* **Your objective**
Print each record below character for character.
[Dataset content — start]
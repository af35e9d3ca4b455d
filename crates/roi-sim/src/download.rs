//! Writing downloaded reports to disk
//!
//! The body goes to a temporary file in the target directory first and is
//! then persisted under its final name, so a partial report is never left
//! behind. An existing file is not overwritten; ` (n)` is appended instead.

use std::io::{self, Write};
use std::path::{Path, PathBuf};

/// Pick a name in `dir` that does not exist yet
pub fn unique_target(dir: &Path, filename: &str) -> PathBuf {
    let candidate = dir.join(filename);
    if !candidate.exists() {
        return candidate;
    }

    let (stem, ext) = match filename.rsplit_once('.') {
        Some((stem, ext)) if !stem.is_empty() => (stem, Some(ext)),
        _ => (filename, None),
    };
    (1u32..)
        .map(|n| match ext {
            Some(ext) => dir.join(format!("{stem} ({n}).{ext}")),
            None => dir.join(format!("{stem} ({n})")),
        })
        .find(|path| !path.exists())
        .unwrap_or(candidate)
}

/// Write `bytes` as `filename` inside `dir`
pub fn write_report(dir: &Path, filename: &str, bytes: &[u8]) -> io::Result<PathBuf> {
    std::fs::create_dir_all(dir)?;

    let mut temp = tempfile::Builder::new()
        .prefix(".roi-report-")
        .suffix(".part")
        .tempfile_in(dir)?;
    temp.write_all(bytes)?;
    temp.flush()?;

    let target = unique_target(dir, filename);
    temp.persist_noclobber(&target).map_err(|e| e.error)?;
    Ok(target)
}

/// [`write_report`] off the async executor
pub async fn save_report(dir: PathBuf, filename: String, bytes: Vec<u8>) -> io::Result<PathBuf> {
    tokio::task::spawn_blocking(move || write_report(&dir, &filename, &bytes))
        .await
        .map_err(io::Error::other)?
}

#[cfg(test)]
mod tests {
    use super::*;

    #[test]
    fn writes_and_cleans_up_temp_file() {
        let dir = tempfile::tempdir().unwrap();
        let path = write_report(dir.path(), "roi.pdf", b"report").unwrap();

        assert_eq!(path, dir.path().join("roi.pdf"));
        assert_eq!(std::fs::read(&path).unwrap(), b"report");
        let entries: Vec<_> = std::fs::read_dir(dir.path()).unwrap().collect();
        assert_eq!(entries.len(), 1);
    }

    #[test]
    fn never_overwrites() {
        let dir = tempfile::tempdir().unwrap();
        write_report(dir.path(), "roi.pdf", b"first").unwrap();
        let second = write_report(dir.path(), "roi.pdf", b"second").unwrap();
        let third = write_report(dir.path(), "roi.pdf", b"third").unwrap();

        assert_eq!(second, dir.path().join("roi (1).pdf"));
        assert_eq!(third, dir.path().join("roi (2).pdf"));
        assert_eq!(std::fs::read(dir.path().join("roi.pdf")).unwrap(), b"first");
    }

    #[test]
    fn names_without_extension() {
        let dir = tempfile::tempdir().unwrap();
        write_report(dir.path(), "report", b"a").unwrap();
        assert_eq!(unique_target(dir.path(), "report"), dir.path().join("report (1)"));
    }

    #[tokio::test]
    async fn creates_missing_directory() {
        let dir = tempfile::tempdir().unwrap();
        let nested = dir.path().join("out").join("reports");
        let path = save_report(nested.clone(), "r.pdf".into(), b"x".to_vec())
            .await
            .unwrap();
        assert_eq!(path, nested.join("r.pdf"));
    }
}
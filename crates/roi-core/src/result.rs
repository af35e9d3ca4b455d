//! Simulation output as returned by the compute endpoint

use serde::{Deserialize, Serialize};

/// ROI figures computed server-side
///
/// Opaque to the client apart from presentation.
#[derive(Debug, Clone, Copy, PartialEq, Serialize, Deserialize)]
pub struct SimulationResult {
    #[serde(default, alias = "monthlySavings")]
    pub monthly_savings: Option<f64>,
    #[serde(default, alias = "paybackMonths")]
    pub payback_months: Option<f64>,
    #[serde(default, alias = "roiPercentage")]
    pub roi_percentage: Option<f64>,
    #[serde(alias = "boostFactor")]
    pub boost_factor: f64,
}

impl SimulationResult {
    /// Decode a stored `results_json` blob, absent when malformed
    #[must_use]
    pub fn from_stored_json(text: &str) -> Option<Self> {
        serde_json::from_str(text).ok()
    }
}

/// Success body of `POST /api/simulate`
#[derive(Debug, Clone, Copy, PartialEq, Serialize, Deserialize)]
pub struct SimulationResponse {
    pub results: SimulationResult,
}

#[cfg(test)]
mod tests {
    use super::*;

    #[test]
    fn decodes_nulls_as_absent() {
        let result: SimulationResult = serde_json::from_str(
            r#"{"monthly_savings": 4950.0, "payback_months": null, "roi_percentage": null, "boost_factor": 1.1}"#,
        )
        .unwrap();
        assert_eq!(result.monthly_savings, Some(4950.0));
        assert_eq!(result.payback_months, None);
        assert_eq!(result.roi_percentage, None);
        assert_eq!(result.boost_factor, 1.1);
    }

    #[test]
    fn accepts_camel_case_keys() {
        let result: SimulationResult =
            serde_json::from_str(r#"{"monthlySavings": 10, "paybackMonths": 2, "boostFactor": 1.1}"#)
                .unwrap();
        assert_eq!(result.monthly_savings, Some(10.0));
        assert_eq!(result.payback_months, Some(2.0));
        assert_eq!(result.roi_percentage, None);
    }

    #[test]
    fn boost_factor_is_required() {
        assert!(serde_json::from_str::<SimulationResult>(r#"{"monthly_savings": 1}"#).is_err());
        assert!(SimulationResult::from_stored_json("{}").is_none());
    }
}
[Dataset content — finish]
* **Solution to the exercise**
repository af35e9d3ca4b455d
filename crates/roi-sim/src/download.rs
//! Writing downloaded reports to disk
//!
//! The body goes to a temporary file in the target directory first and is
//! then persisted under its final name, so a partial report is never left
//! behind. An existing file is not overwritten; ` (n)` is appended instead.

use std::io::{self, Write};
use std::path::{Path, PathBuf};

/// Pick a name in `dir` that does not exist yet
pub fn unique_target(dir: &Path, filename: &str) -> PathBuf {
    let candidate = dir.join(filename);
    if !candidate.exists() {
        return candidate;
    }

    let (stem, ext) = match filename.rsplit_once('.') {
        Some((stem, ext)) if !stem.is_empty() => (stem, Some(ext)),
        _ => (filename, None),
    };
    (1u32..)
        .map(|n| match ext {
            Some(ext) => dir.join(format!("{stem} ({n}).{ext}")),
            None => dir.join(format!("{stem} ({n})")),
        })
        .find(|path| !path.exists())
        .unwrap_or(candidate)
}

/// Write `bytes` as `filename` inside `dir`
pub fn write_report(dir: &Path, filename: &str, bytes: &[u8]) -> io::Result<PathBuf> {
    std::fs::create_dir_all(dir)?;

    let mut temp = tempfile::Builder::new()
        .prefix(".roi-report-")
        .suffix(".part")
        .tempfile_in(dir)?;
    temp.write_all(bytes)?;
    temp.flush()?;

    let target = unique_target(dir, filename);
    temp.persist_noclobber(&target).map_err(|e| e.error)?;
    Ok(target)
}

/// [`write_report`] off the async executor
pub async fn save_report(dir: PathBuf, filename: String, bytes: Vec<u8>) -> io::Result<PathBuf> {
    tokio::task::spawn_blocking(move || write_report(&dir, &filename, &bytes))
        .await
        .map_err(io::Error::other)?
}

#[cfg(test)]
mod tests {
    use super::*;

    #[test]
    fn writes_and_cleans_up_temp_file() {
        let dir = tempfile::tempdir().unwrap();
        let path = write_report(dir.path(), "roi.pdf", b"report").unwrap();

        assert_eq!(path, dir.path().join("roi.pdf"));
        assert_eq!(std::fs::read(&path).unwrap(), b"report");
        let entries: Vec<_> = std::fs::read_dir(dir.path()).unwrap().collect();
        assert_eq!(entries.len(), 1);
    }

    #[test]
    fn never_overwrites() {
        let dir = tempfile::tempdir().unwrap();
        write_report(dir.path(), "roi.pdf", b"first").unwrap();
        let second = write_report(dir.path(), "roi.pdf", b"second").unwrap();
        let third = write_report(dir.path(), "roi.pdf", b"third").unwrap();

        assert_eq!(second, dir.path().join("roi (1).pdf"));
        assert_eq!(third, dir.path().join("roi (2).pdf"));
        assert_eq!(std::fs::read(dir.path().join("roi.pdf")).unwrap(), b"first");
    }

    #[test]
    fn names_without_extension() {
        let dir = tempfile::tempdir().unwrap();
        write_report(dir.path(), "report", b"a").unwrap();
        assert_eq!(unique_target(dir.path(), "report"), dir.path().join("report (1)"));
    }

    #[tokio::test]
    async fn creates_missing_directory() {
        let dir = tempfile::tempdir().unwrap();
        let nested = dir.path().join("out").join("reports");
        let path = save_report(nested.clone(), "r.pdf".into(), b"x".to_vec())
            .await
            .unwrap();
        assert_eq!(path, nested.join("r.pdf"));
    }
}
filename crates/roi-core/src/result.rs
repository af35e9d3ca4b455d
//! Simulation output as returned by the compute endpoint

use serde::{Deserialize, Serialize};

/// ROI figures computed server-side
///
/// Opaque to the client apart from presentation.
#[derive(Debug, Clone, Copy, PartialEq, Serialize, Deserialize)]
pub struct SimulationResult {
    #[serde(default, alias = "monthlySavings")]
    pub monthly_savings: Option<f64>,
    #[serde(default, alias = "paybackMonths")]
    pub payback_months: Option<f64>,
    #[serde(default, alias = "roiPercentage")]
    pub roi_percentage: Option<f64>,
    #[serde(alias = "boostFactor")]
    pub boost_factor: f64,
}

impl SimulationResult {
    /// Decode a stored `results_json` blob, absent when malformed
    #[must_use]
    pub fn from_stored_json(text: &str) -> Option<Self> {
        serde_json::from_str(text).ok()
    }
}

/// Success body of `POST /api/simulate`
#[derive(Debug, Clone, Copy, PartialEq, Serialize, Deserialize)]
pub struct SimulationResponse {
    pub results: SimulationResult,
}

#[cfg(test)]
mod tests {
    use super::*;

    #[test]
    fn decodes_nulls_as_absent() {
        let result: SimulationResult = serde_json::from_str(
            r#"{"monthly_savings": 4950.0, "payback_months": null, "roi_percentage": null, "boost_factor": 1.1}"#,
        )
        .unwrap();
        assert_eq!(result.monthly_savings, Some(4950.0));
        assert_eq!(result.payback_months, None);
        assert_eq!(result.roi_percentage, None);
        assert_eq!(result.boost_factor, 1.1);
    }

    #[test]
    fn accepts_camel_case_keys() {
        let result: SimulationResult =
            serde_json::from_str(r#"{"monthlySavings": 10, "paybackMonths": 2, "boostFactor": 1.1}"#)
                .unwrap();
        assert_eq!(result.monthly_savings, Some(10.0));
        assert_eq!(result.payback_months, Some(2.0));
        assert_eq!(result.roi_percentage, None);
    }

    #[test]
    fn boost_factor_is_required() {
        assert!(serde_json::from_str::<SimulationResult>(r#"{"monthly_savings": 1}"#).is_err());
        assert!(SimulationResult::from_stored_json("{}").is_none());
    }
}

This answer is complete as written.